---------- Records
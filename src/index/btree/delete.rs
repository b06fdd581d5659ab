//! Deletion engine - leaf removal, sibling borrow/merge, root collapse.
//!
//! A parent repairs an underflowing child immediately after the
//! recursive removal returns, while it still owns both siblings and the
//! separator between them. Per rebalancing step the decision is:
//! borrow from the left sibling, else borrow from the right sibling,
//! else merge with the right, else merge with the left.

use super::min_occupancy;
use super::node::{InnerNode, Key, Node};

/// Delete `key` from the tree rooted at `root`, collapsing the root
/// when a merge leaves an inner root with a single child.
pub(super) fn delete(root: &mut Box<Node>, key: Key, capacity: usize) -> Option<String> {
    let removed = remove_from(root.as_mut(), key, capacity)?;
    collapse_root(root);
    Some(removed)
}

/// An inner root drained of its last separator has a single child left;
/// that child becomes the new root and the tree loses a level.
fn collapse_root(root: &mut Box<Node>) {
    let sole_child = match root.as_mut() {
        Node::Inner(inner) if inner.keys.is_empty() => {
            debug_assert_eq!(inner.children.len(), 1);
            inner.children.pop()
        }
        _ => None,
    };
    if let Some(child) = sole_child {
        *root = child;
    }
}

/// Recursive removal. Returns the removed value, or `None` (with the
/// tree unchanged) when the key is absent.
///
/// The root-level call may leave `node` below minimum occupancy; the
/// root has no lower bound and [`delete`] collapses it if needed.
fn remove_from(node: &mut Node, key: Key, capacity: usize) -> Option<String> {
    match node {
        Node::Leaf(leaf) => {
            let at = leaf.position_of(key)?;
            leaf.keys.remove(at);
            Some(leaf.values.remove(at))
        }
        Node::Inner(inner) => {
            let at = inner.route(key);
            let removed = remove_from(&mut inner.children[at], key, capacity)?;
            if inner.children[at].occupancy() < min_occupancy(capacity) {
                rebalance(inner, at, capacity);
            }
            Some(removed)
        }
    }
}

/// Restore the occupancy band for `inner.children[at]`.
fn rebalance(inner: &mut InnerNode, at: usize, capacity: usize) {
    debug_assert!(inner.children.len() >= 2);
    let surplus = |sibling: &Node| sibling.occupancy() > min_occupancy(capacity);

    if at > 0 && surplus(&inner.children[at - 1]) {
        borrow_from_left(inner, at);
    } else if at + 1 < inner.children.len() && surplus(&inner.children[at + 1]) {
        borrow_from_right(inner, at);
    } else if at + 1 < inner.children.len() {
        merge_children(inner, at);
    } else {
        merge_children(inner, at - 1);
    }
}

/// Move the left sibling's largest entry to the front of
/// `inner.children[at]`.
///
/// At leaf level the moved key becomes the new separator between the
/// two siblings. At inner level the old separator rotates down into the
/// underflowing node and the lender's boundary key rotates up to
/// replace it.
fn borrow_from_left(inner: &mut InnerNode, at: usize) {
    let InnerNode { keys, children } = inner;
    let (left_of, from) = children.split_at_mut(at);
    match (left_of[at - 1].as_mut(), from[0].as_mut()) {
        (Node::Leaf(lender), Node::Leaf(taker)) => {
            let key = lender.keys.pop().expect("a lending sibling is never empty");
            let value = lender
                .values
                .pop()
                .expect("a lending sibling is never empty");
            taker.keys.insert(0, key);
            taker.values.insert(0, value);
            keys[at - 1] = key;
        }
        (Node::Inner(lender), Node::Inner(taker)) => {
            let boundary = lender.keys.pop().expect("a lending sibling is never empty");
            let child = lender
                .children
                .pop()
                .expect("a lending sibling is never empty");
            let separator = std::mem::replace(&mut keys[at - 1], boundary);
            taker.keys.insert(0, separator);
            taker.children.insert(0, child);
        }
        _ => unreachable!("siblings at the same depth share a shape"),
    }
}

/// Move the right sibling's smallest entry to the back of
/// `inner.children[at]`, the mirror image of [`borrow_from_left`].
fn borrow_from_right(inner: &mut InnerNode, at: usize) {
    let InnerNode { keys, children } = inner;
    let (up_to, from) = children.split_at_mut(at + 1);
    match (up_to[at].as_mut(), from[0].as_mut()) {
        (Node::Leaf(taker), Node::Leaf(lender)) => {
            let key = lender.keys.remove(0);
            let value = lender.values.remove(0);
            taker.keys.push(key);
            taker.values.push(value);
            keys[at] = lender.keys[0];
        }
        (Node::Inner(taker), Node::Inner(lender)) => {
            let boundary = lender.keys.remove(0);
            let child = lender.children.remove(0);
            let separator = std::mem::replace(&mut keys[at], boundary);
            taker.keys.push(separator);
            taker.children.push(child);
        }
        _ => unreachable!("siblings at the same depth share a shape"),
    }
}

/// Merge `inner.children[left_at]` with the child to its right and drop
/// the absorbed node.
///
/// A leaf merge discards the separator, since every leaf key is already
/// present in a leaf. An inner merge pulls the separator down between
/// the two key runs to keep one key per child boundary.
fn merge_children(inner: &mut InnerNode, left_at: usize) {
    let separator = inner.keys.remove(left_at);
    let absorbed = inner.children.remove(left_at + 1);
    match (inner.children[left_at].as_mut(), *absorbed) {
        (Node::Leaf(keeper), Node::Leaf(mut absorbed)) => {
            keeper.keys.append(&mut absorbed.keys);
            keeper.values.append(&mut absorbed.values);
        }
        (Node::Inner(keeper), Node::Inner(mut absorbed)) => {
            keeper.keys.push(separator);
            keeper.keys.append(&mut absorbed.keys);
            keeper.children.append(&mut absorbed.children);
        }
        _ => unreachable!("siblings at the same depth share a shape"),
    }
}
--------------------
Find the lines in the records that contain the word "insert", then copy every one of them.

Answer to the exercise —
            taker.keys.insert(0, key);
            taker.values.insert(0, value);
            taker.keys.insert(0, separator);
            taker.children.insert(0, child);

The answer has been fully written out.